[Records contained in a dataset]

━━━━━━━━━━━━━━━━

//! Tracing subscriber setup

use crate::error::{Error, Result};
use tracing_subscriber::{fmt, prelude::*, EnvFilter};

/// Install a console subscriber filtered by `RUST_LOG` plus `level`.
///
/// Returns `Error::Config` when a global subscriber is already installed.
pub fn init_tracing(level: &str, ansi: bool) -> Result<()> {
    let level = level
        .parse::<tracing::Level>()
        .unwrap_or(tracing::Level::INFO);

    tracing_subscriber::registry()
        .with(fmt::layer().with_writer(std::io::stderr).with_ansi(ansi))
        .with(EnvFilter::from_default_env().add_directive(level.into()))
        .try_init()
        .map_err(|e| Error::Config(format!("Failed to install tracing subscriber: {}", e)))
}
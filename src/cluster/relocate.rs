//! Chunk relocation
//!
//! Moving a chunk copies its body to a fresh chunk and repoints the single
//! reference that owns it. Allocator structures are searched first: the
//! root header, the user list, and the `next` field of every chunk in the
//! root and user chains. References held inside user records are found by
//! a `ReferenceWalker`.

use super::{invariant, Cluster};
use crate::alloc::{AllocRequest, Strategy};
use crate::chunk::{Chunk, ChunkPointer};
use crate::error::{Error, Result};
use crate::schema::{PointerFields, Record, RecordSchema};
use crate::store::ByteStore;
use std::collections::{HashSet, VecDeque};
use tracing::{debug, info};

/// Finds and rewrites references to a chunk that live outside the
/// allocator's own structures
pub trait ReferenceWalker<S: ByteStore> {
    /// Repoint the reference to `from` at `to` and persist its owner.
    /// Returns false when no reference was found.
    fn rewrite(&mut self, cluster: &mut Cluster<S>, from: ChunkPointer, to: ChunkPointer) -> Result<bool>;
}

/// Walks records of type `T`, starting from the user list (or explicit
/// roots) and optionally following their pointer fields to further records.
pub struct RecordWalker<T: Record> {
    schema: RecordSchema<T>,
    roots: Option<Vec<ChunkPointer>>,
    follow_links: bool,
}

impl<T: Record> RecordWalker<T> {
    pub fn new() -> Self {
        Self {
            schema: RecordSchema::new(),
            roots: None,
            follow_links: false,
        }
    }

    /// Start from `roots` instead of every user chunk
    pub fn with_roots(mut self, roots: Vec<ChunkPointer>) -> Self {
        self.roots = Some(roots);
        self
    }

    /// Also visit records reached through pointer fields
    pub fn with_links(mut self) -> Self {
        self.follow_links = true;
        self
    }
}

impl<T: Record> Default for RecordWalker<T> {
    fn default() -> Self {
        Self::new()
    }
}

impl<S: ByteStore, T: Record> ReferenceWalker<S> for RecordWalker<T> {
    fn rewrite(&mut self, cluster: &mut Cluster<S>, from: ChunkPointer, to: ChunkPointer) -> Result<bool> {
        let roots = match &self.roots {
            Some(roots) => roots.clone(),
            None => cluster.user_chunks().to_vec(),
        };
        let mut queue: VecDeque<ChunkPointer> = roots.into();
        let mut visited = HashSet::new();

        while let Some(pointer) = queue.pop_front() {
            // the moved record itself now lives at `to`
            let pointer = if pointer == from { to } else { pointer };
            if pointer.is_null() || !visited.insert(pointer) {
                continue;
            }
            let mut record = match cluster.read_record(&self.schema, pointer) {
                Ok(record) => record,
                Err(e) if is_foreign(&e) => {
                    debug!(chunk = %pointer, error = %e, "Skipping chunk that is not a record");
                    continue;
                }
                Err(e) => return Err(e),
            };

            let mut links = Vec::new();
            let found = record.visit_pointer_fields(&mut |field| {
                if *field == from {
                    *field = to;
                    return true;
                }
                links.push(*field);
                false
            });
            if found {
                cluster.write_record(&self.schema, pointer, &record)?;
                debug!(owner = %pointer, from = %from, to = %to, "Rewrote record reference");
                return Ok(true);
            }
            if self.follow_links {
                queue.extend(links);
            }
        }
        Ok(false)
    }
}

/// Decode failures that mean the chunk simply holds something other than a `T`
fn is_foreign(error: &Error) -> bool {
    match error {
        Error::Io(io) => io.kind() == std::io::ErrorKind::UnexpectedEof,
        Error::IllegalBitValue { .. }
        | Error::BitCount { .. }
        | Error::WidthOverflow { .. }
        | Error::SizeMismatch { .. } => true,
        _ => false,
    }
}

/// Allocator structure holding the only reference to a chunk
#[derive(Debug, Clone, Copy, PartialEq, Eq)]
pub(crate) enum Holder {
    Header,
    UserList(usize),
    Chunk(Chunk),
}

impl<S: ByteStore> Cluster<S> {
    pub(crate) fn find_holder(&mut self, target: ChunkPointer) -> Result<Option<Holder>> {
        let mut header = self.header;
        if header.visit_pointer_fields(&mut |p| *p == target) {
            return Ok(Some(Holder::Header));
        }
        if let Some(index) = self.user_list.iter().position(|p| *p == target) {
            return Ok(Some(Holder::UserList(index)));
        }

        let mut heads = vec![self.header.free_root, self.header.user_root];
        heads.extend(self.user_list.iter().copied());
        for head in heads {
            for mut chunk in self.collect_next(head)? {
                if chunk.visit_pointer_fields(&mut |p| *p == target) {
                    return Ok(Some(Holder::Chunk(chunk)));
                }
            }
        }
        Ok(None)
    }

    fn rewrite_holder(&mut self, holder: Holder, from: ChunkPointer, to: ChunkPointer) -> Result<()> {
        match holder {
            Holder::Header => {
                self.header.visit_pointer_fields(&mut |p| {
                    if *p == from {
                        *p = to;
                        return true;
                    }
                    false
                });
                self.write_header()
            }
            Holder::UserList(index) => {
                self.user_list[index] = to;
                self.lists_dirty = true;
                Ok(())
            }
            Holder::Chunk(parent) => {
                let mut parent = self.get_chunk(parent.pointer)?;
                if !parent.can_point_to(to) {
                    return self.widen_next(parent, to);
                }
                parent.set_next(Some(to))?;
                self.write_chunk(&parent)
            }
        }
    }

    /// Rewrite `parent` with a `Long` next field pointing at `to`. Content
    /// past the shortened body must already have been copied to `to`.
    fn widen_next(&mut self, parent: Chunk, to: ChunkPointer) -> Result<()> {
        let mut wide = parent.widened()?;
        let mut kept = vec![0u8; wide.size as usize];
        self.store.read_at(parent.body_start(), &mut kept)?;
        wide.set_next(Some(to))?;
        self.write_chunk(&wide)?;
        self.store.write_at(wide.body_start(), &kept)?;
        debug!(chunk = %parent.pointer, next = %to, "Widened next pointer");
        Ok(())
    }

    /// Allocate a stand-in for `chunk` anywhere in the store, together with
    /// the tail of `parent` that no longer fits once its next field is widened
    fn alloc_past_parent(&mut self, chunk: &Chunk, parent: Chunk) -> Result<(Chunk, Vec<u8>)> {
        let parent = self.get_chunk(parent.pointer)?;
        let wide = parent.widened()?;
        let mut carried = vec![0u8; (parent.size - wide.size) as usize];
        self.store.read_at(parent.body_start() + wide.size, &mut carried)?;
        let request = AllocRequest::new(chunk.capacity + carried.len() as u64).with_next_size(chunk.next_size);
        let target = self
            .alloc_stand_in(chunk, &request)?
            .ok_or_else(|| invariant(format!("no chunk can take the place of {}", chunk.pointer)))?;
        Ok((target, carried))
    }

    /// Offsets in a chain follow capacities, so a chunk with a successor is
    /// replaced by an appended chunk of exactly the requested capacity
    fn alloc_stand_in(&mut self, chunk: &Chunk, request: &AllocRequest<'_>) -> Result<Option<Chunk>> {
        if chunk.next.is_some() {
            self.append_chunk(request)
        } else {
            self.alloc_with(request, Strategy::Auto)
        }
    }

    /// Fill `target` with `carried` followed by the content of `chunk`, then
    /// repoint the reference to `chunk`. False when no reference was found.
    fn take_place(
        &mut self,
        chunk: &Chunk,
        mut target: Chunk,
        carried: &[u8],
        holder: Option<Holder>,
        walker: Option<&mut dyn ReferenceWalker<S>>,
    ) -> Result<bool> {
        let carried_len = carried.len() as u64;
        self.store.write_at(target.body_start(), carried)?;
        self.store
            .transfer(chunk.body_start(), target.body_start() + carried_len, chunk.size)?;
        target.set_size(carried_len + chunk.size)?;
        target.set_next(chunk.next)?;
        target.user_data = chunk.user_data;
        self.write_chunk(&target)?;

        match (holder, walker) {
            (Some(holder), _) => {
                self.rewrite_holder(holder, chunk.pointer, target.pointer)?;
                Ok(true)
            }
            (None, Some(walker)) => walker.rewrite(self, chunk.pointer, target.pointer),
            (None, None) => Ok(false),
        }
    }

    /// Move the chunk at `from` to a new location and return it.
    ///
    /// The chunk must be referenced from the root header, the user list, or
    /// the `next` field of a chunk in a root or user chain.
    pub fn move_chunk(&mut self, from: ChunkPointer) -> Result<ChunkPointer> {
        self.relocate(from, None)
    }

    /// Like `move_chunk`, falling back to `walker` for references held
    /// inside records
    pub fn move_chunk_with(&mut self, from: ChunkPointer, walker: &mut dyn ReferenceWalker<S>) -> Result<ChunkPointer> {
        self.relocate(from, Some(walker))
    }

    fn relocate(&mut self, from: ChunkPointer, walker: Option<&mut dyn ReferenceWalker<S>>) -> Result<ChunkPointer> {
        self.safe_session(|c| {
            let chunk = c.get_chunk(from)?;
            if !chunk.used {
                return Err(invariant(format!("cannot move free chunk {}", from)));
            }
            let holder = c.find_holder(from)?;
            if holder.is_none() && walker.is_none() {
                return Err(invariant(format!("no reference to chunk {} found", from)));
            }

            let parent = match holder {
                Some(Holder::Chunk(parent)) => Some(parent),
                _ => None,
            };
            let approve = move |p: ChunkPointer| parent.map_or(true, |parent| parent.can_point_to(p));
            let request = AllocRequest::new(chunk.capacity)
                .with_next_size(chunk.next_size)
                .with_approval(&approve);
            let (target, carried) = match (c.alloc_stand_in(&chunk, &request)?, parent) {
                (Some(target), _) => (target, Vec::new()),
                // nothing the parent's next field can reach
                (None, Some(parent)) => c.alloc_past_parent(&chunk, parent)?,
                (None, None) => return Err(invariant(format!("no chunk can take the place of {}", from))),
            };

            let outcome = c.take_place(&chunk, target, &carried, holder, walker);
            if !matches!(outcome, Ok(true)) {
                let target = c.get_chunk(target.pointer)?;
                c.free_chunk(target)?;
                outcome?;
                return Err(invariant(format!("no reference to chunk {} found", from)));
            }

            let old = c.read_header(from)?;
            c.free_chunk(old)?;
            info!(from = %from, to = %target.pointer, size = chunk.size, carried = carried.len(), "Moved chunk");
            Ok(target.pointer)
        })
    }
}
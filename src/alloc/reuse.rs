//! Free-list reuse: hand out free chunks, split large ones, and merge freed
//! chunks with free neighbours

use super::AllocRequest;
use crate::chunk::{width_for_extent, Chunk, ChunkPointer};
use crate::cluster::{invariant, Cluster};
use crate::error::Result;
use crate::store::ByteStore;
use tracing::debug;

impl<S: ByteStore> Cluster<S> {
    /// Claim a free chunk that fits `request`, or split one.
    ///
    /// A candidate fits when its spare capacity is too small to split off
    /// as a chunk of its own; the one with the least spare wins. Otherwise
    /// the largest free chunk that can give up its tail is split.
    pub(crate) fn reuse_chunk(&mut self, request: &AllocRequest<'_>) -> Result<Option<Chunk>> {
        let tail_width = width_for_extent(self.store.len());
        let tail_next = request.next_size.unwrap_or(tail_width);
        let tail_header = Chunk::header_size_for(tail_width, tail_next);
        let split_threshold = tail_header + self.config.min_chunk_size;

        let mut best: Option<(usize, Chunk)> = None;
        let mut largest: Option<(usize, Chunk)> = None;
        for (slot, pointer) in self.free_list.entries() {
            let free = self.read_header(pointer)?;
            if free.used {
                return Err(invariant(format!("free list entry {} is in use", pointer)));
            }
            if free.capacity < request.capacity {
                continue;
            }

            let spare = free.capacity - request.capacity;
            let next_fits = request.next_size.map_or(true, |n| free.next_size >= n);
            if spare < split_threshold && next_fits && request.approves(pointer) {
                if best.map_or(true, |(_, b)| spare < b.capacity - request.capacity) {
                    best = Some((slot, free));
                }
                if spare == 0 {
                    break;
                }
            }
            if free.capacity >= request.capacity + split_threshold
                && largest.map_or(true, |(_, l)| free.capacity > l.capacity)
            {
                largest = Some((slot, free));
            }
        }

        if let Some((slot, mut free)) = best {
            self.free_list.take_slot(slot);
            self.lists_dirty = true;
            free.used = true;
            free.user_data = request.user_data;
            free.size = 0;
            free.next = None;
            self.write_chunk(&free)?;
            debug!(chunk = %free.pointer, capacity = free.capacity, "Reused free chunk");
            return Ok(Some(free));
        }

        let Some((_, mut free)) = largest else {
            return Ok(None);
        };
        let pointer = ChunkPointer::new(free.body_end() - tail_header - request.capacity);
        if !request.approves(pointer) {
            return Ok(None);
        }
        let mut chunk = Chunk::new(pointer, tail_width, tail_next, request.capacity)?;
        chunk.user_data = request.user_data;

        free.set_capacity(pointer.get() - free.body_start())?;
        self.write_chunk(&free)?;
        self.write_chunk(&chunk)?;
        debug!(
            free = %free.pointer,
            remaining = free.capacity,
            chunk = %chunk.pointer,
            "Split free chunk"
        );
        Ok(Some(chunk))
    }

    /// Put `chunk` on the free list, merging with free physical neighbours
    pub(crate) fn release_to_free_list(&mut self, mut chunk: Chunk) -> Result<()> {
        chunk.used = false;
        chunk.user_data = false;
        chunk.size = 0;
        chunk.next = None;

        let before = self.find_free_ending_at(chunk.pointer.get())?;
        let after = self.find_free_at(chunk.body_end())?;
        let fits = |owner: &Chunk, end: u64| owner.body_num_size.can_fit(end - owner.body_start());

        match (before, after) {
            (Some((_, mut prev)), Some((next_slot, next))) if fits(&prev, next.body_end()) => {
                prev.capacity = next.body_end() - prev.body_start();
                self.free_list.take_slot(next_slot);
                self.write_chunk(&prev)?;
                self.store
                    .zero(chunk.pointer.get(), next.body_end() - chunk.pointer.get())?;
                debug!(into = %prev.pointer, freed = %chunk.pointer, absorbed = %next.pointer, "Merged with both neighbours");
            }
            (Some((_, mut prev)), _) if fits(&prev, chunk.body_end()) => {
                prev.capacity = chunk.body_end() - prev.body_start();
                self.write_chunk(&prev)?;
                self.store
                    .zero(chunk.pointer.get(), chunk.body_end() - chunk.pointer.get())?;
                debug!(into = %prev.pointer, freed = %chunk.pointer, "Merged into preceding chunk");
            }
            (_, Some((next_slot, next))) if fits(&chunk, next.body_end()) => {
                chunk.capacity = next.body_end() - chunk.body_start();
                self.write_chunk(&chunk)?;
                self.store.zero(chunk.body_start(), chunk.capacity)?;
                self.free_list.replace_slot(next_slot, chunk.pointer);
                debug!(freed = %chunk.pointer, absorbed = %next.pointer, "Merged following chunk");
            }
            _ => {
                self.write_chunk(&chunk)?;
                self.store.zero(chunk.body_start(), chunk.capacity)?;
                self.free_list.add(chunk.pointer);
                debug!(freed = %chunk.pointer, capacity = chunk.capacity, "Added chunk to free list");
            }
        }
        self.lists_dirty = true;
        Ok(())
    }

    /// Free-list chunk whose body ends exactly at `end`
    pub(crate) fn find_free_ending_at(&mut self, end: u64) -> Result<Option<(usize, Chunk)>> {
        for (slot, pointer) in self.free_list.entries() {
            if pointer.get() >= end {
                continue;
            }
            let free = self.read_header(pointer)?;
            if free.body_end() == end {
                return Ok(Some((slot, free)));
            }
        }
        Ok(None)
    }

    /// Free-list chunk starting at `start`
    pub(crate) fn find_free_at(&mut self, start: u64) -> Result<Option<(usize, Chunk)>> {
        match self.free_list.slot_of(ChunkPointer::new(start)) {
            Some(slot) => Ok(Some((slot, self.read_header(ChunkPointer::new(start))?))),
            None => Ok(None),
        }
    }
}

━━━━━━━━━━━━━━━━

> _Problem details_
Pull out all lines from the entries above that include the word "Merged".

> _Response below_
                debug!(into = %prev.pointer, freed = %chunk.pointer, absorbed = %next.pointer, "Merged with both neighbours");
                debug!(into = %prev.pointer, freed = %chunk.pointer, "Merged into preceding chunk");
                debug!(freed = %chunk.pointer, absorbed = %next.pointer, "Merged following chunk");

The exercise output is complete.